What Bass meant to say was:
I've been offered a job at a carnival. They want to install a balloon behind my head and let kids shoot water pistols at my big mouth.
Bass said:
While you're wracking your one and only neuron, trying to think of something intelligent to say... er, scratch that. While you're wracking your one and only neuron, trying to think I'll be dancing in the streets of Salvador with my sweetheart, enjoying fabulous music in the middle of a 2,000,000 person street party.
What Bass meant to say was:
Stanley, I will be spending the next few nights spanking the monkey to the Best of Save the Children DVD Volume 3, or as we in the club like to call it Homeless Kids Gone Wild.If you recall I once was asked by Brazilian authorities why it is I was traveling with condoms. Well think no more!!!! Woooooohooooooooo I'll be down there in no time flat waving the Yankee dollar in front of some starving little Peeeeeed Row and getting me some of the good life. Nothing says R&R quite like the moonlit alleys of Rio, cuddled up next to another victim.
Bass said:
Don't feel too bad though. As a consolation, you can have the donut. :^)

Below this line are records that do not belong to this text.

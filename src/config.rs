//! Match configuration.

use crate::context::{ControlMode, GameContext};
use crate::search::{SearchWorker, StrategyKind, WorkerMode, build_strategy};
use derive_getters::Getters;
use derive_more::{Display, Error};
use serde::{Deserialize, Serialize};
use std::path::Path;
use tracing::{debug, info, instrument};

/// Settings for one match, loadable from TOML.
///
/// Every field has a default, so an empty file is a valid configuration
/// for a human (White) against the computer (Black).
#[derive(Debug, Clone, PartialEq, Eq, Getters, Serialize, Deserialize)]
pub struct MatchConfig {
    /// Controller of White.
    #[serde(default = "default_white")]
    white: ControlMode,

    /// Controller of Black.
    #[serde(default = "default_black")]
    black: ControlMode,

    /// Search algorithm for computer sides.
    #[serde(default)]
    strategy: StrategyKind,

    /// Minimax depth in plies.
    #[serde(default = "default_depth")]
    depth: u8,

    /// Seed for the random strategy.
    #[serde(default)]
    seed: Option<u64>,

    /// How the search worker obtains threads.
    #[serde(default)]
    worker: WorkerMode,

    /// Pause between frames of the headless loop.
    #[serde(default = "default_frame_interval_ms")]
    frame_interval_ms: u64,

    /// Stop the headless loop after this many frames.
    #[serde(default)]
    max_frames: Option<u64>,
}

fn default_white() -> ControlMode {
    ControlMode::Human
}

fn default_black() -> ControlMode {
    ControlMode::Computer
}

fn default_depth() -> u8 {
    3
}

fn default_frame_interval_ms() -> u64 {
    16
}

impl Default for MatchConfig {
    fn default() -> Self {
        Self {
            white: default_white(),
            black: default_black(),
            strategy: StrategyKind::default(),
            depth: default_depth(),
            seed: None,
            worker: WorkerMode::default(),
            frame_interval_ms: default_frame_interval_ms(),
            max_frames: None,
        }
    }
}

impl MatchConfig {
    /// Loads configuration from a TOML file.
    #[instrument(skip(path), fields(path = %path.as_ref().display()))]
    pub fn from_file(path: impl AsRef<Path>) -> Result<Self, ConfigError> {
        debug!("Loading match config from file");
        let content = std::fs::read_to_string(path.as_ref())
            .map_err(|e| ConfigError::new(format!("Failed to read config file: {}", e)))?;

        let config = Self::from_toml(&content)?;
        info!(white = %config.white, black = %config.black, strategy = %config.strategy, "Config loaded");
        Ok(config)
    }

    /// Parses configuration from TOML text.
    pub fn from_toml(content: &str) -> Result<Self, ConfigError> {
        let config: Self = toml::from_str(content)
            .map_err(|e| ConfigError::new(format!("Failed to parse config: {}", e)))?;
        config.validate()?;
        Ok(config)
    }

    /// Sets White's controller.
    pub fn with_white(mut self, mode: ControlMode) -> Self {
        self.white = mode;
        self
    }

    /// Sets Black's controller.
    pub fn with_black(mut self, mode: ControlMode) -> Self {
        self.black = mode;
        self
    }

    /// Sets the search algorithm.
    pub fn with_strategy(mut self, strategy: StrategyKind) -> Self {
        self.strategy = strategy;
        self
    }

    /// Sets the minimax depth.
    pub fn with_depth(mut self, depth: u8) -> Self {
        self.depth = depth;
        self
    }

    /// Sets the random seed.
    pub fn with_seed(mut self, seed: u64) -> Self {
        self.seed = Some(seed);
        self
    }

    /// Sets the worker mode.
    pub fn with_worker(mut self, worker: WorkerMode) -> Self {
        self.worker = worker;
        self
    }

    /// Sets the frame limit.
    pub fn with_max_frames(mut self, frames: u64) -> Self {
        self.max_frames = Some(frames);
        self
    }

    /// Checks value ranges.
    pub fn validate(&self) -> Result<(), ConfigError> {
        if self.depth == 0 {
            return Err(ConfigError::new("depth must be at least 1".to_string()));
        }
        Ok(())
    }

    /// Builds a game context from this configuration.
    #[instrument(skip(self))]
    pub fn build_context(&self) -> GameContext {
        let strategy = build_strategy(self.strategy, self.depth, self.seed);
        GameContext::new(self.white, self.black, strategy)
            .with_worker(SearchWorker::with_mode(self.worker))
    }
}

/// Configuration error.
#[derive(Debug, Clone, Display, Error)]
#[display("Config error: {} at {}:{}", message, file, line)]
pub struct ConfigError {
    /// Error message.
    pub message: String,
    /// Line number where error occurred.
    pub line: u32,
    /// Source file where error occurred.
    pub file: &'static str,
}

impl ConfigError {
    /// Creates a new configuration error.
    #[track_caller]
    pub fn new(message: String) -> Self {
        let loc = std::panic::Location::caller();
        Self {
            message,
            line: loc.line(),
            file: loc.file(),
        }
    }
}

#[cfg(test)]
mod tests {
    use super::*;

    #[test]
    fn empty_toml_uses_defaults() {
        let config = MatchConfig::from_toml("").expect("empty config parses");
        assert_eq!(config, MatchConfig::default());
        assert_eq!(*config.black(), ControlMode::Computer);
    }

    #[test]
    fn zero_depth_is_rejected() {
        let err = MatchConfig::from_toml("depth = 0").expect_err("depth 0 is invalid");
        assert!(err.message.contains("depth"));
    }
}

What Bass meant to say was:
Walnuts, Peanuts, Donuts...........ughhhh what was my prison lover's nickname again? Oh yeah it was ButterNuts! That nickname certainly fit him too. We became so close they nicknamed me BagelAss Bass. I think it had something to do with him buttering my bagel hole, but hey it could also have been because I am part jewish and you know how we love those donuts.